Fleet: Hierarchical Task-based Abstraction for Megakernels on Multi-Die GPUs
Sangeeta Chowdhary, Ryan Swann, Sean Siddens, Muhammad Osama, Stephen Neuendorffer, Alexandru Dutu, Karthik Sangaiah, Sandeepa Bhuyan, Samuel Bayliss, Ganesh Dasika

TL;DR
Fleet introduces a hierarchical task model for multi-die GPUs that improves cache utilization and reduces memory traffic, leading to significant performance gains in memory-bound workloads.
Contribution
The paper proposes Chiplet-tasks and a persistent kernel runtime to better map computation to GPU chiplet hierarchies, addressing limitations of current programming models.
Findings
Fleet achieves 1.3-1.5x lower decode latency than vLLM.
L2 hit rate increases from 12% to 54% at batch size 32.

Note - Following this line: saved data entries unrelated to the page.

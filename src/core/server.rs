//! MCP Server implementation and lifecycle management.
//!
//! This module contains the main server handler that implements the MCP
//! protocol by delegating to the tools and resources domains.
//!
//! ## Tool Architecture
//!
//! Tools are declared as descriptors in `domains/tools/definitions/`, one file
//! per ShipStation endpoint group. The [`ToolRegistry`] owns them together
//! with the shared API client; the rmcp ToolRouter (STDIO) and the HTTP
//! transport both dispatch through it.
//! **Adding a new tool does NOT require modifying this file!**

use rmcp::{
    ErrorData as McpError, RoleServer, ServerHandler, handler::server::tool::ToolRouter, model::*,
    service::RequestContext, tool_handler,
};
use std::sync::Arc;
use tracing::{info, instrument};

use super::config::Config;
use crate::api::{SharedApi, ShipStationClient};
use crate::domains::{
    resources::{ResourceError, ResourceService},
    tools::{ToolError, ToolRegistry, build_tool_router},
};

/// Instructions reported to clients during initialization.
pub const INSTRUCTIONS: &str = "ShipStation MCP server. Tools manage orders, shipments, \
carriers, warehouses, products, customers, stores, webhooks and fulfillments through the \
ShipStation API. Read shipstation://docs for an endpoint reference.";

/// The main MCP server handler.
///
/// This struct implements the `ServerHandler` trait from rmcp and coordinates
/// between the domain services to handle MCP protocol messages.
#[derive(Clone)]
pub struct McpServer {
    /// Server configuration.
    config: Arc<Config>,

    /// Every tool, bound to the shared API client.
    tools: Arc<ToolRegistry>,

    /// Service for handling resource-related requests.
    resource_service: Arc<ResourceService>,

    /// Tool router for handling tool calls.
    tool_router: ToolRouter<Self>,
}

impl McpServer {
    /// Create a new MCP server talking to the ShipStation API described by
    /// `config.api`.
    pub fn new(config: Config) -> crate::Result<Self> {
        let client = ShipStationClient::new(&config.api)?;
        Ok(Self::with_api(config, Arc::new(client)))
    }

    /// Create a server around an existing API implementation.
    pub fn with_api(config: Config, api: SharedApi) -> Self {
        let tools = Arc::new(ToolRegistry::new(api));
        info!("Registered {} tools", tools.descriptors().len());

        Self {
            tool_router: build_tool_router::<Self>(&tools),
            config: Arc::new(config),
            tools,
            resource_service: Arc::new(ResourceService::new()),
        }
    }

    /// Get the server name.
    pub fn name(&self) -> &str {
        &self.config.server.name
    }

    /// Get the server version.
    pub fn version(&self) -> &str {
        &self.config.server.version
    }

    /// Get the server configuration.
    pub fn config(&self) -> &Arc<Config> {
        &self.config
    }

    // ========================================================================
    // HTTP Transport Support Methods
    // ========================================================================

    /// List all available tools (for HTTP transport).
    pub fn list_tools(&self) -> Vec<serde_json::Value> {
        self.tools
            .get_all_tools()
            .into_iter()
            .map(|t| {
                serde_json::json!({
                    "name": t.name,
                    "description": t.description,
                    "inputSchema": t.input_schema
                })
            })
            .collect()
    }

    /// Call a tool by name (for HTTP transport).
    ///
    /// Returns the serialized tool result envelope. `Err` is reserved for
    /// unknown tools and arguments that fail validation.
    pub async fn call_tool(
        &self,
        name: &str,
        arguments: JsonObject,
    ) -> Result<serde_json::Value, ToolError> {
        let result = self.tools.call_tool(name, arguments).await?;
        serde_json::to_value(result).map_err(|e| ToolError::internal(e.to_string()))
    }

    /// List all available resources (for HTTP transport).
    pub async fn list_resources(&self) -> Vec<serde_json::Value> {
        let resources = self.resource_service.list_resources().await;

        resources
            .into_iter()
            .map(|r| {
                serde_json::json!({
                    "uri": r.uri,
                    "name": r.name,
                    "description": r.description,
                    "mimeType": r.mime_type
                })
            })
            .collect()
    }

    /// Read a resource by URI (for HTTP transport).
    pub async fn read_resource(&self, uri: &str) -> Result<serde_json::Value, ResourceError> {
        let result = self.resource_service.read_resource(uri).await?;
        Ok(serde_json::json!({
            "contents": result.contents
        }))
    }

    /// List all available resource templates (for HTTP transport).
    pub async fn list_resource_templates(&self) -> Vec<serde_json::Value> {
        let templates = self.resource_service.list_resource_templates().await;

        templates
            .into_iter()
            .map(|t| {
                serde_json::json!({
                    "uriTemplate": t.raw.uri_template,
                    "name": t.raw.name,
                    "title": t.raw.title,
                    "description": t.raw.description,
                    "mimeType": t.raw.mime_type
                })
            })
            .collect()
    }
}

/// ServerHandler implementation with tool_handler macro for automatic tool routing.
#[tool_handler]
impl ServerHandler for McpServer {
    fn get_info(&self) -> ServerInfo {
        ServerInfo {
            instructions: Some(INSTRUCTIONS.to_string()),
            capabilities: ServerCapabilities::builder()
                .enable_tools()
                .enable_resources()
                .build(),
            server_info: Implementation {
                name: self.config.server.name.clone(),
                version: self.config.server.version.clone(),
                ..Implementation::from_build_env()
            },
            ..Default::default()
        }
    }

    #[instrument(skip(self, _context))]
    async fn list_resources(
        &self,
        _request: Option<PaginatedRequestParam>,
        _context: RequestContext<RoleServer>,
    ) -> Result<ListResourcesResult, McpError> {
        info!("Listing resources");
        let resources = self.resource_service.list_resources().await;
        Ok(ListResourcesResult {
            resources,
            next_cursor: None,
            meta: None,
        })
    }

    #[instrument(skip(self, _context))]
    async fn list_resource_templates(
        &self,
        _request: Option<PaginatedRequestParam>,
        _context: RequestContext<RoleServer>,
    ) -> Result<ListResourceTemplatesResult, McpError> {
        info!("Listing resource templates");
        let templates = self.resource_service.list_resource_templates().await;
        Ok(ListResourceTemplatesResult {
            resource_templates: templates,
            next_cursor: None,
            meta: None,
        })
    }

    #[instrument(skip(self, _context))]
    async fn read_resource(
        &self,
        request: ReadResourceRequestParam,
        _context: RequestContext<RoleServer>,
    ) -> Result<ReadResourceResult, McpError> {
        info!("Reading resource: {}", request.uri);
        self.resource_service
            .read_resource(&request.uri)
            .await
            .map_err(McpError::from)
    }
}
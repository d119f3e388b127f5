//! Warehouse tools.

use schemars::JsonSchema;
use serde::Deserialize;
use serde_json::Value;

use super::common::{Id, JsonPayload, NoParams};
use crate::api::{ApiRequest, SharedApi};
use crate::domains::tools::{ToolDescriptor, ToolError};

#[derive(Debug, Clone, Deserialize, JsonSchema)]
#[serde(rename_all = "camelCase")]
pub struct WarehouseIdParams {
    #[schemars(description = "Warehouse ID")]
    pub warehouse_id: Id,
}

#[derive(Debug, Clone, Deserialize, JsonSchema)]
#[serde(rename_all = "camelCase")]
pub struct CreateWarehouseParams {
    #[schemars(description = "JSON string containing the warehouse data")]
    pub warehouse_data: JsonPayload,
}

#[derive(Debug, Clone, Deserialize, JsonSchema)]
#[serde(rename_all = "camelCase")]
pub struct UpdateWarehouseParams {
    #[schemars(description = "Warehouse ID to update")]
    pub warehouse_id: Id,
    #[schemars(description = "JSON string containing the updated warehouse data")]
    pub warehouse_data: JsonPayload,
}

async fn list_warehouses(api: SharedApi, _params: NoParams) -> Result<Value, ToolError> {
    Ok(api.request(ApiRequest::get("/warehouses")).await?)
}

async fn get_warehouse(api: SharedApi, params: WarehouseIdParams) -> Result<Value, ToolError> {
    Ok(api
        .request(ApiRequest::get(format!("/warehouses/{}", params.warehouse_id)))
        .await?)
}

async fn create_warehouse(
    api: SharedApi,
    params: CreateWarehouseParams,
) -> Result<Value, ToolError> {
    let body = params.warehouse_data.into_value("warehouseData")?;
    Ok(api
        .request(ApiRequest::post("/warehouses").with_body(body))
        .await?)
}

async fn update_warehouse(
    api: SharedApi,
    params: UpdateWarehouseParams,
) -> Result<Value, ToolError> {
    let body = params.warehouse_data.into_value("warehouseData")?;
    let path = format!("/warehouses/{}", params.warehouse_id);
    Ok(api.request(ApiRequest::put(path).with_body(body)).await?)
}

async fn delete_warehouse(api: SharedApi, params: WarehouseIdParams) -> Result<Value, ToolError> {
    Ok(api
        .request(ApiRequest::delete(format!(
            "/warehouses/{}",
            params.warehouse_id
        )))
        .await?)
}

/// Warehouse tool descriptors, in registration order.
pub fn descriptors() -> Vec<ToolDescriptor> {
    vec![
        ToolDescriptor::new("list_warehouses", "List all warehouses", list_warehouses),
        ToolDescriptor::new(
            "get_warehouse",
            "Get details for a specific warehouse",
            get_warehouse,
        ),
        ToolDescriptor::new(
            "create_warehouse",
            "Create a new warehouse",
            create_warehouse,
        ),
        ToolDescriptor::new(
            "update_warehouse",
            "Update an existing warehouse",
            update_warehouse,
        ),
        ToolDescriptor::new("delete_warehouse", "Delete a warehouse", delete_warehouse),
    ]
}
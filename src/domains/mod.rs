//! Domains module containing business logic organized by bounded contexts.
//!
//! - `tools` - one MCP tool per ShipStation endpoint
//! - `resources` - the API documentation resource

pub mod resources;
pub mod tools;
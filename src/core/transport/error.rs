//! Transport error types.

use thiserror::Error;

/// Result type for transport operations.
pub type TransportResult<T> = Result<T, TransportError>;

/// Errors that can occur in transport operations.
#[derive(Debug, Error)]
pub enum TransportError {
    /// Failed to bind to address.
    #[error("Failed to bind to {address}: {source}")]
    BindError {
        address: String,
        #[source]
        source: std::io::Error,
    },

    /// IO error during transport.
    #[error("IO error: {0}")]
    IoError(#[from] std::io::Error),

    /// Server initialization error.
    #[error("Server initialization error: {0}")]
    InitError(String),

    /// HTTP-specific error.
    #[error("HTTP error: {0}")]
    HttpError(String),

    /// Service error from rmcp.
    #[error("Service error: {0}")]
    ServiceError(String),
}

impl TransportError {
    /// Create a bind error.
    pub fn bind(address: impl Into<String>, source: std::io::Error) -> Self {
        Self::BindError {
            address: address.into(),
            source,
        }
    }

    /// Create an initialization error.
    pub fn init(msg: impl Into<String>) -> Self {
        Self::InitError(msg.into())
    }

    /// Create an HTTP error.
    pub fn http(msg: impl Into<String>) -> Self {
        Self::HttpError(msg.into())
    }

    /// Create a service error.
    pub fn service(msg: impl Into<String>) -> Self {
        Self::ServiceError(msg.into())
    }
}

Reduces HBM traffic by up to 37% and delivers 1.27-1.30x speedup.
Abstract
Modern GPUs adopt chiplet-based designs with multiple private cache hierarchies, but current programming models (CUDA/HIP) expose a flat execution hierarchy that cannot express chiplet-level locality or synchronization. This mismatch leads to redundant memory traffic and poor cache utilization in memory-bound workloads such as LLM inference. We present Fleet, a multi-level task model that maps computation to memory scopes. Fleet introduces Chiplet-tasks, a new abstraction that binds work and data to a chiplet and enables coordination through its shared L2 cache. Wavefront-level, CU-level, and device-level tasks align with existing abstractions, while Chiplet-tasks expose a previously unaddressed level of the hierarchy. Fleet is implemented as a persistent kernel runtime with per-chiplet scheduling, allowing workers within a chiplet to cooperatively execute tasks with coordinated cache…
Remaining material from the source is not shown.